The family may want to install a "nanny cam" in the room if it will provide peace of mind. There are many fine communities where care of the residents is professionally and caringly provided. I hope they are able to find one for their mother. -- RETIRED R.N. AND RESIDENT ADVOCATE
Thank you for sharing your expertise on this subject. I didn't realize patient's rights were specified by the documents you mentioned or that how a resident is addressed is covered in them. Other health care professionals responded similarly, and I stand corrected. My newspaper readers comment:
During school and in clinical rotations, we were repeatedly instructed to call clients by their names, especially in situations where memory was impaired. Not only does it help to reorient the patient as to who they are and help them to maintain their identity, but it provides a clear separation as to who is family and who is the caregiver.

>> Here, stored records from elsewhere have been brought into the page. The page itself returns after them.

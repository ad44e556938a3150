//! Core data models.
//!
//! These mirror the wire shapes of the OAuth usage and profile endpoints
//! (snake_case field names are the API's own), and double as the renderable
//! state handed to subscribers.

use chrono::{DateTime, Utc};
use serde::{Deserialize, Serialize};

// =============================================================================
// Usage Windows
// =============================================================================

/// A single rate-limited usage window.
#[derive(Debug, Clone, Serialize, Deserialize, PartialEq)]
pub struct UsageWindow {
    /// Percentage of the window consumed (0-100).
    pub utilization: f64,

    /// When the window resets.
    #[serde(skip_serializing_if = "Option::is_none")]
    pub resets_at: Option<DateTime<Utc>>,
}

impl UsageWindow {
    /// Percentage remaining in this window.
    #[must_use]
    pub fn remaining_percent(&self) -> f64 {
        (100.0 - self.utilization).max(0.0)
    }
}

/// Usage snapshot across all rate-limit windows.
///
/// Each window is independently nullable; the API omits windows that do not
/// apply to the account's tier.
#[derive(Debug, Clone, Default, Serialize, Deserialize)]
pub struct UsageSnapshot {
    /// Rolling 5-hour window.
    #[serde(default)]
    pub five_hour: Option<UsageWindow>,

    /// Rolling 7-day window.
    #[serde(default)]
    pub seven_day: Option<UsageWindow>,

    /// Rolling 7-day window for OAuth apps.
    #[serde(default)]
    pub seven_day_oauth_apps: Option<UsageWindow>,

    /// Rolling 7-day window for the Opus model family.
    #[serde(default)]
    pub seven_day_opus: Option<UsageWindow>,
}

impl UsageSnapshot {
    /// True when the account reports no windows at all.
    #[must_use]
    pub const fn is_empty(&self) -> bool {
        self.five_hour.is_none()
            && self.seven_day.is_none()
            && self.seven_day_oauth_apps.is_none()
            && self.seven_day_opus.is_none()
    }

    /// Iterate present windows with display labels.
    pub fn windows(&self) -> impl Iterator<Item = (&'static str, &UsageWindow)> {
        [
            ("5h", self.five_hour.as_ref()),
            ("7d", self.seven_day.as_ref()),
            ("7d apps", self.seven_day_oauth_apps.as_ref()),
            ("7d opus", self.seven_day_opus.as_ref()),
        ]
        .into_iter()
        .filter_map(|(label, window)| window.map(|w| (label, w)))
    }
}

// =============================================================================
// Profile
// =============================================================================

/// Account identity from the profile endpoint.
#[derive(Debug, Clone, Default, Serialize, Deserialize, PartialEq, Eq)]
pub struct ProfileAccount {
    #[serde(default, alias = "email_address")]
    pub email: Option<String>,

    #[serde(default, alias = "full_name")]
    pub display_name: Option<String>,

    #[serde(default)]
    pub has_claude_pro: bool,

    #[serde(default)]
    pub has_claude_max: bool,
}

/// Organization attached to the account, if any.
#[derive(Debug, Clone, Default, Serialize, Deserialize, PartialEq, Eq)]
pub struct ProfileOrganization {
    #[serde(default)]
    pub name: Option<String>,

    #[serde(default)]
    pub organization_type: Option<String>,

    #[serde(default)]
    pub billing_type: Option<String>,
}

/// Account identity and optional organization. Replaced wholesale on each
/// successful profile fetch.
#[derive(Debug, Clone, Default, Serialize, Deserialize)]
pub struct Profile {
    #[serde(default)]
    pub account: ProfileAccount,

    #[serde(default)]
    pub organization: Option<ProfileOrganization>,
}

impl Profile {
    /// Short plan label for the display pane.
    #[must_use]
    pub const fn plan_label(&self) -> &'static str {
        if self.account.has_claude_max {
            "Max"
        } else if self.account.has_claude_pro {
            "Pro"
        } else {
            "Free"
        }
    }
}

// =============================================================================
// Summary
// =============================================================================

/// Combined result of the parallel usage + profile fetch.
#[derive(Debug, Clone)]
pub struct Summary {
    pub usage: UsageSnapshot,
    pub profile: Profile,
}

// =============================================================================
// Tests
// =============================================================================
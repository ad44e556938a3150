//! Unit tests for the pane-move protocol against a fake tmux.
//!
//! The fake records every command and tracks where the single monitor pane
//! lives, so the tests can assert protocol order and the no-lost-pane
//! invariant without a real multiplexer.

use std::collections::VecDeque;
use std::sync::{Arc, Mutex};

use quotapane::QuotapaneError;
use quotapane::error::Result;
use quotapane::pane::{MoveOutcome, PaneController, PanePosition, TmuxCommands};

const MONITOR: &str = "%1";
const USER_PANE: &str = "%0";

struct FakeState {
    ops: Vec<String>,
    pane_window: &'static str, // "main" or "hold"
    pane_position: PanePosition,
    fail_join_at: Vec<PanePosition>,
    active_queue: VecDeque<String>,
}

#[derive(Clone)]
struct FakeTmux {
    state: Arc<Mutex<FakeState>>,
}

impl FakeTmux {
    fn new(start: PanePosition) -> Self {
        Self {
            state: Arc::new(Mutex::new(FakeState {
                ops: Vec::new(),
                pane_window: "main",
                pane_position: start,
                fail_join_at: Vec::new(),
                active_queue: VecDeque::new(),
            })),
        }
    }

    fn fail_joins_at(&self, positions: &[PanePosition]) {
        self.state.lock().unwrap().fail_join_at = positions.to_vec();
    }

    fn queue_active_panes(&self, panes: &[&str]) {
        let mut state = self.state.lock().unwrap();
        state.active_queue = panes.iter().map(|p| (*p).to_string()).collect();
    }

    fn ops(&self) -> Vec<String> {
        self.state.lock().unwrap().ops.clone()
    }

    fn pane_window(&self) -> &'static str {
        self.state.lock().unwrap().pane_window
    }

    fn pane_position(&self) -> PanePosition {
        self.state.lock().unwrap().pane_position
    }

    fn record(&self, op: impl Into<String>) {
        self.state.lock().unwrap().ops.push(op.into());
    }
}

impl TmuxCommands for FakeTmux {
    fn current_session(&self) -> Result<String> {
        Ok("main-session".to_string())
    }

    fn active_pane(&self) -> Result<String> {
        self.record("active");
        let mut state = self.state.lock().unwrap();
        Ok(state
            .active_queue
            .pop_front()
            .unwrap_or_else(|| USER_PANE.to_string()))
    }

    fn pane_position(&self, _pane_id: &str) -> Result<PanePosition> {
        Ok(self.state.lock().unwrap().pane_position)
    }

    fn split_window(&self, _target: &str, position: PanePosition, _command: &str) -> Result<String> {
        self.record(format!("split {position}"));
        let mut state = self.state.lock().unwrap();
        state.pane_window = "main";
        state.pane_position = position;
        Ok(MONITOR.to_string())
    }

    fn break_pane(&self, _pane_id: &str, _window_name: &str) -> Result<()> {
        self.record("break");
        self.state.lock().unwrap().pane_window = "hold";
        Ok(())
    }

    fn join_pane(&self, _pane_id: &str, target: &str, position: PanePosition) -> Result<()> {
        self.record(format!("join {position} -> {target}"));
        let mut state = self.state.lock().unwrap();
        if state.fail_join_at.contains(&position) {
            return Err(QuotapaneError::Tmux {
                message: format!("join at {position} rejected"),
            });
        }
        state.pane_window = "main";
        state.pane_position = position;
        Ok(())
    }

    fn select_pane(&self, pane_id: &str) -> Result<()> {
        self.record(format!("select {pane_id}"));
        Ok(())
    }

    fn set_pane_title(&self, _pane_id: &str, title: &str) -> Result<()> {
        self.record(format!("title {title}"));
        Ok(())
    }

    fn install_resize_hook(&self, _session: &str, _pane_id: &str, rows: u16) -> Result<()> {
        self.record(format!("hook {rows}"));
        Ok(())
    }

    fn remove_resize_hook(&self, _session: &str) -> Result<()> {
        self.record("unhook");
        Ok(())
    }
}

fn index_of(ops: &[String], prefix: &str) -> usize {
    ops.iter()
        .position(|op| op.starts_with(prefix))
        .unwrap_or_else(|| panic!("op `{prefix}` not found in {ops:?}"))
}

// =============================================================================
// Successful Moves
// =============================================================================

#[test]
fn move_bottom_to_top_follows_the_protocol_order() {
    let fake = FakeTmux::new(PanePosition::Bottom);
    let controller = PaneController::new(fake.clone());

    let outcome = controller.move_to(MONITOR, PanePosition::Top).expect("moved");
    assert_eq!(
        outcome,
        MoveOutcome {
            position: PanePosition::Top,
            compact: true
        }
    );

    let ops = fake.ops();
    let unhook = index_of(&ops, "unhook");
    let detach = index_of(&ops, "break");
    let join = index_of(&ops, "join top");
    let title = index_of(&ops, "title quotapane");
    let focus = index_of(&ops, &format!("select {USER_PANE}"));
    let hook = index_of(&ops, "hook 6");
    assert!(unhook < detach, "stale hook removed before the layout changes");
    assert!(detach < join, "detach precedes re-attach");
    assert!(join < title && join < focus, "title/focus re-applied after join");
    assert!(join < hook, "row pin installed after the pane is in place");

    assert_eq!(fake.pane_window(), "main");
    assert_eq!(fake.pane_position(), PanePosition::Top);
}

#[test]
fn move_to_left_reports_detailed_mode_and_skips_row_pinning() {
    let fake = FakeTmux::new(PanePosition::Top);
    let controller = PaneController::new(fake.clone());

    let outcome = controller.move_to(MONITOR, PanePosition::Left).expect("moved");
    assert!(!outcome.compact);

    let ops = fake.ops();
    assert!(ops.iter().any(|op| op.starts_with("join left")));
    // Left/right panes are width-pinned by the split itself; no layout hook.
    assert!(!ops.iter().any(|op| op.starts_with("hook ")), "ops: {ops:?}");
}

#[test]
fn move_to_current_position_is_a_no_op() {
    let fake = FakeTmux::new(PanePosition::Top);
    let controller = PaneController::new(fake.clone());

    let outcome = controller.move_to(MONITOR, PanePosition::Top).expect("no-op");
    assert_eq!(outcome.position, PanePosition::Top);
    assert!(!fake.ops().iter().any(|op| op == "break"));
}

#[test]
fn move_issued_from_inside_the_monitor_pane_retargets() {
    let fake = FakeTmux::new(PanePosition::Bottom);
    // Focus is on the monitor pane itself when the move is issued.
    fake.queue_active_panes(&[MONITOR, USER_PANE]);
    let controller = PaneController::new(fake.clone());

    controller.move_to(MONITOR, PanePosition::Right).expect("moved");

    let ops = fake.ops();
    // The join target must be a pane still in the main window, not the
    // detached monitor pane.
    assert!(
        ops.iter().any(|op| op == &format!("join right -> {USER_PANE}")),
        "ops: {ops:?}"
    );
}

// =============================================================================
// Failure Recovery
// =============================================================================

#[test]
fn failed_join_restores_the_original_position() {
    let fake = FakeTmux::new(PanePosition::Bottom);
    fake.fail_joins_at(&[PanePosition::Top]);
    let controller = PaneController::new(fake.clone());

    let err = controller
        .move_to(MONITOR, PanePosition::Top)
        .expect_err("join fails");
    match err {
        QuotapaneError::PaneMove { step, restored, .. } => {
            assert_eq!(step, "join");
            assert!(restored, "best-effort restore succeeded");
        }
        other => panic!("unexpected error: {other:?}"),
    }

    // Exactly one monitor pane, at its pre-move position.
    assert_eq!(fake.pane_window(), "main");
    assert_eq!(fake.pane_position(), PanePosition::Bottom);

    let ops = fake.ops();
    let failed = index_of(&ops, "join top");
    let restore = index_of(&ops, "join bottom");
    assert!(failed < restore);
}

#[test]
fn restore_reinstalls_the_hook_for_a_compact_origin() {
    let fake = FakeTmux::new(PanePosition::Bottom);
    fake.fail_joins_at(&[PanePosition::Left]);
    let controller = PaneController::new(fake.clone());

    let err = controller
        .move_to(MONITOR, PanePosition::Left)
        .expect_err("join fails");
    assert!(matches!(
        err,
        QuotapaneError::PaneMove { restored: true, .. }
    ));

    // Back at bottom, the row pin applies again.
    let ops = fake.ops();
    assert!(ops.iter().any(|op| op == "hook 6"), "ops: {ops:?}");
    assert_eq!(fake.pane_position(), PanePosition::Bottom);
}

#[test]
fn failed_restore_is_surfaced_without_panicking() {
    let fake = FakeTmux::new(PanePosition::Bottom);
    fake.fail_joins_at(&[PanePosition::Top, PanePosition::Bottom]);
    let controller = PaneController::new(fake.clone());

    let err = controller
        .move_to(MONITOR, PanePosition::Top)
        .expect_err("join and restore fail");
    match err {
        QuotapaneError::PaneMove { restored, .. } => assert!(!restored),
        other => panic!("unexpected error: {other:?}"),
    }
    assert_eq!(fake.pane_window(), "hold");
}

// =============================================================================
// Open
// =============================================================================

#[test]
fn open_creates_titled_pane_with_hook_for_compact_position() {
    let fake = FakeTmux::new(PanePosition::Bottom);
    let controller = PaneController::new(fake.clone());

    let (pane_id, outcome) = controller
        .open(PanePosition::Bottom, "quotapane run")
        .expect("opened");
    assert_eq!(pane_id, MONITOR);
    assert!(outcome.compact);

    let ops = fake.ops();
    assert!(ops.iter().any(|op| op == "split bottom"));
    assert!(ops.iter().any(|op| op == "title quotapane"));
    assert!(ops.iter().any(|op| op == "hook 6"));
}

#[test]
fn open_at_right_skips_the_hook() {
    let fake = FakeTmux::new(PanePosition::Bottom);
    let controller = PaneController::new(fake.clone());

    let (_, outcome) = controller
        .open(PanePosition::Right, "quotapane run")
        .expect("opened");
    assert!(!outcome.compact);
    assert!(!fake.ops().iter().any(|op| op.starts_with("hook ")));
}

The director should not have diminished the importance of the family's feelings on this matter. I suggest they consider relocating their mother to a facility that is more conscientious about the care they are being paid to provide. -- CAREGIVER IN FLORIDA
The assisted living staff should not be calling her mother by those names. The legal term is "elder speak," or as it is commonly known -- baby talk. This infantilizes elders. It is detrimental to their care and contributes to "ageism," a process in which elders are perceived as less valuable than others.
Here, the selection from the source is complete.